Вечером девятого числа восьмого лунного месяца Чжан Жолу, тот самый почтенный старец, что сыграл важную роль в уборке поля сражения и захоронении павших героев, созвал всех деревенских жителей. У Чжан Жолу один глаз был большим, а другой маленьким, он выделялся на фоне толпы и слыл интеллигентом высшего порядка, поскольку отучился в частной школе. Он мобилизовал жителей на укрепление земляного вала и починку прохудившихся ворот на входе в деревню, а ещё отправил людей отбивать ночные стражи и дежурить. В случае опасности нужно было подать сигнал, ударив в гонг. Услышав звук гонга, вся деревня, включая женщин, стариков и детей, должна была собраться на земляном валу. По рассказам матери, Чжан Жолу говорил зычно, в его голосе слышались металлические нотки:
— Односельчане, сплотившись, можно сдвинуть с места и гору Тайшань![81] Так что если мы встанем плечо к плечу, черти не попадут в деревню!

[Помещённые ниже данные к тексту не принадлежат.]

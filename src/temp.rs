//! Scratch directories with guaranteed cleanup
//!
//! A [`ScratchDir`] is removed when it goes out of scope on every return
//! path. While alive it is also listed in a process-wide registry so the
//! interrupt handler can remove it before the process exits, since `Drop`
//! does not run on Ctrl-C. Writers that could recreate a removed directory
//! run under [`while_live`].

use std::env;
use std::fs;
use std::io;
use std::path::{Path, PathBuf};
use std::sync::{LazyLock, Mutex, MutexGuard, PoisonError};

use tempfile::TempDir;

/// Prefix shared by every scratch directory this process creates
pub const SCRATCH_PREFIX: &str = "devboot-";

#[derive(Debug, Default)]
struct Registry {
    active: Vec<PathBuf>,
    /// Directories removed by the interrupt handler
    reaped: Vec<PathBuf>,
}

static REGISTRY: LazyLock<Mutex<Registry>> = LazyLock::new(|| Mutex::new(Registry::default()));

fn registry() -> MutexGuard<'static, Registry> {
    REGISTRY.lock().unwrap_or_else(PoisonError::into_inner)
}

/// Returns a directory path suitable for creating temporary directories.
/// Never returns a relative path, so temp dirs are never created under the current working
/// directory (avoids a stray `tmp/` in the dotfiles checkout when TMPDIR=tmp).
pub fn temp_dir_base() -> PathBuf {
    let t = env::temp_dir();
    if t.is_absolute() {
        t
    } else {
        PathBuf::from("/tmp")
    }
}

/// An exclusively-owned scratch directory
#[derive(Debug)]
pub struct ScratchDir {
    dir: TempDir,
}

impl ScratchDir {
    /// Create a fresh scratch directory under `base`
    pub fn new_in(base: &Path, label: &str) -> io::Result<Self> {
        fs::create_dir_all(base)?;
        let dir = tempfile::Builder::new()
            .prefix(&format!("{SCRATCH_PREFIX}{label}-"))
            .tempdir_in(base)?;
        register(dir.path());
        tracing::debug!(path = %dir.path().display(), "created scratch directory");
        Ok(Self { dir })
    }

    pub fn path(&self) -> &Path {
        self.dir.path()
    }
}

impl Drop for ScratchDir {
    fn drop(&mut self) {
        unregister(self.dir.path());
        tracing::debug!(path = %self.dir.path().display(), "removing scratch directory");
        // TempDir removes the directory when the field drops right after this
    }
}

fn register(path: &Path) {
    registry().active.push(path.to_path_buf());
}

fn unregister(path: &Path) {
    registry().active.retain(|p| p != path);
}

/// Remove every live scratch directory. Called from the interrupt handler.
///
/// The registry stays locked while removing, so a [`while_live`] writer is
/// either finished or sees the directory as reaped and stops.
pub fn interrupt() {
    let mut registry = registry();
    let paths: Vec<PathBuf> = registry.active.drain(..).collect();
    for path in paths {
        let _ = fs::remove_dir_all(&path);
        registry.reaped.push(path);
    }
}

/// Run `f` unless `path` lies in a scratch directory the interrupt handler
/// already removed. `f` must not create or drop a [`ScratchDir`].
pub fn while_live<T>(path: &Path, f: impl FnOnce() -> io::Result<T>) -> io::Result<T> {
    let registry = registry();
    if registry.reaped.iter().any(|r| path.starts_with(r)) {
        return Err(io::Error::new(
            io::ErrorKind::Interrupted,
            format!("{} was removed on interrupt", path.display()),
        ));
    }
    f()
}

#[cfg(test)]
mod tests {
    use super::*;
    use serial_test::serial;

    fn is_registered(path: &Path) -> bool {
        registry().active.iter().any(|p| p == path)
    }

    #[test]
    fn test_temp_dir_base_is_absolute() {
        assert!(temp_dir_base().is_absolute());
    }

    #[test]
    #[serial]
    fn test_scratch_dir_removed_on_drop() {
        let base = TempDir::new().unwrap();
        let path = {
            let scratch = ScratchDir::new_in(base.path(), "test").unwrap();
            fs::write(scratch.path().join("file"), "x").unwrap();
            assert!(is_registered(scratch.path()));
            scratch.path().to_path_buf()
        };
        assert!(!path.exists());
        assert!(!is_registered(&path));
        assert_eq!(fs::read_dir(base.path()).unwrap().count(), 0);
    }

    #[test]
    #[serial]
    fn test_scratch_dir_removed_on_early_error_return() {
        fn failing_step(base: &Path) -> io::Result<PathBuf> {
            let scratch = ScratchDir::new_in(base, "early")?;
            let _kept = scratch.path().to_path_buf();
            Err(io::Error::other("extraction failed"))
        }

        let base = TempDir::new().unwrap();
        assert!(failing_step(base.path()).is_err());
        assert_eq!(fs::read_dir(base.path()).unwrap().count(), 0);
    }

    #[test]
    #[serial]
    fn test_interrupt_removes_live_dirs() {
        let base = TempDir::new().unwrap();
        let scratch = ScratchDir::new_in(base.path(), "interrupt").unwrap();
        let path = scratch.path().to_path_buf();

        interrupt();
        assert!(!path.exists());
        assert!(!is_registered(&path));

        // Dropping after an interrupt cleanup must not panic
        drop(scratch);
    }

    #[test]
    #[serial]
    fn test_while_live_refuses_reaped_dirs() {
        let base = TempDir::new().unwrap();
        let scratch = ScratchDir::new_in(base.path(), "reaped").unwrap();
        let nested = scratch.path().join("unpacked/bin");

        let created = while_live(&nested, || fs::create_dir_all(&nested).map(|_| true));
        assert!(created.unwrap());

        interrupt();
        let err = while_live(&nested, || fs::create_dir_all(&nested)).unwrap_err();
        assert_eq!(err.kind(), io::ErrorKind::Interrupted);
        assert!(!scratch.path().exists());

        let elsewhere = base.path().join("other");
        assert!(while_live(&elsewhere, || fs::create_dir_all(&elsewhere)).is_ok());
    }

    #[test]
    #[serial]
    fn test_scratch_dir_name_prefix() {
        let base = TempDir::new().unwrap();
        let scratch = ScratchDir::new_in(base.path(), "archive").unwrap();
        let name = scratch.path().file_name().unwrap().to_string_lossy().to_string();
        assert!(name.starts_with("devboot-archive-"));
    }
}
//! Dependency installation
//!
//! Installs every missing tool through the platform package manager, then
//! the extra tier through alternative mechanisms. A failing package never
//! aborts the batch: it becomes a [`InstallOutcome::Failed`] entry and a
//! warning. Only missing hard prerequisites and failed package-manager
//! preconditions are fatal.

pub mod extras;

use crate::context::Context;
use crate::deps::{
    HARD_PREREQUISITES, InstallOutcome, ToolSpec, check_presence, extra_tools, tool_specs,
};
use crate::error::{Result, platform::missing_prerequisites};
use crate::platform::{PackageManager, Platform};
use crate::process::CommandProbe;
use crate::ui::Reporter;

/// Outcome for one tool
#[derive(Debug, Clone, PartialEq, Eq)]
pub struct ToolReport {
    pub tool: String,
    pub outcome: InstallOutcome,
}

/// Outcomes of a dependency-installation stage, in install order
#[derive(Debug, Clone, Default, PartialEq, Eq)]
pub struct InstallReport {
    pub tools: Vec<ToolReport>,
}

impl InstallReport {
    fn record(&mut self, tool: &str, outcome: InstallOutcome) {
        self.tools.push(ToolReport {
            tool: tool.to_string(),
            outcome,
        });
    }

    pub fn outcome(&self, tool: &str) -> Option<&InstallOutcome> {
        self.tools.iter().find(|t| t.tool == tool).map(|t| &t.outcome)
    }

    pub fn installed(&self) -> usize {
        self.count(|o| *o == InstallOutcome::Installed)
    }

    pub fn already_present(&self) -> usize {
        self.count(|o| *o == InstallOutcome::AlreadyPresent)
    }

    pub fn failed(&self) -> usize {
        self.count(InstallOutcome::is_failed)
    }

    fn count(&self, pred: impl Fn(&InstallOutcome) -> bool) -> usize {
        self.tools.iter().filter(|t| pred(&t.outcome)).count()
    }
}

/// Fail when the package manager or a hard prerequisite is not on PATH
pub fn check_prerequisites(manager: &dyn PackageManager, probe: &dyn CommandProbe) -> Result<()> {
    let missing: Vec<&str> = std::iter::once(manager.program())
        .chain(HARD_PREREQUISITES.iter().copied())
        .filter(|tool| !probe.exists(tool))
        .collect();

    if missing.is_empty() {
        Ok(())
    } else {
        Err(missing_prerequisites(&missing))
    }
}

/// Install all missing dependencies for `platform`
pub fn install_dependencies(
    ctx: &Context<'_>,
    platform: Platform,
    reporter: &mut Reporter,
) -> Result<InstallReport> {
    let manager = platform.package_manager(ctx.probe);
    check_prerequisites(manager.as_ref(), ctx.probe)?;

    let specs = tool_specs(platform, ctx.manifest.extra_packages(platform));
    let missing = check_presence(&specs, ctx.probe)
        .iter()
        .filter(|(_, present)| !present)
        .count();

    if missing == 0 {
        reporter.info(&format!("All {} packages already installed", specs.len()));
    } else {
        reporter.info(&format!(
            "Installing {missing} of {} packages with {}",
            specs.len(),
            manager.name()
        ));
        manager.prepare(ctx.runner, ctx.probe)?;
    }

    let mut report = InstallReport::default();
    for spec in &specs {
        let outcome = manager.install_if_missing(ctx.runner, ctx.probe, spec);
        note_outcome(reporter, spec, &outcome);
        report.record(&spec.name, outcome);
    }

    for tool in extra_tools(platform) {
        let outcome = extras::install_extra(ctx, &tool);
        note_outcome(
            reporter,
            &ToolSpec::new(&tool.name, &tool.name, &tool.command),
            &outcome,
        );
        report.record(&tool.name, outcome);
    }

    Ok(report)
}

fn note_outcome(reporter: &mut Reporter, spec: &ToolSpec, outcome: &InstallOutcome) {
    match outcome {
        InstallOutcome::AlreadyPresent => {
            tracing::debug!(tool = %spec.name, "already present");
        }
        InstallOutcome::Installed => reporter.success(&format!("Installed {}", spec.name)),
        InstallOutcome::Failed(reason) => {
            reporter.warn(format!("Failed to install {}: {reason}", spec.name));
        }
    }
}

В тот момент в поле за деревней гаркнул пулемёт, у старого ночного сторожа разорвалась макушка, он пару раз шатнулся и повалился с земляного вала, отчего среди собравшихся началась паника. Почтенный учитель Чжан Жолу, стоявший посреди улицы, громко взывал:
— Односельчане, не паникуйте! Давайте следовать нашему плану! Скорее поднимайтесь на вал! Односельчане, не бойтесь смерти, кто боится смерти, тот непременно умрёт, а кто не боится — тот выживет! Но даже если помрём, то всё равно не дадим чертям войти в деревню!
Мать увидела, как мужчины, пригнувшись, начали подниматься на вал и залегли в густых зарослях бирючины на склоне. У бабушки дрожали ноги, она топталась на месте и не могла ступить и шагу, а потом со слезами спросила:
— Родненький, а что детям делать?
Дедушка с ружьём в руках прибежал обратно и со злостью отчитал бабушку:
— Что ревёшь-то? Сейчас уже что жить, что умереть — всё едино!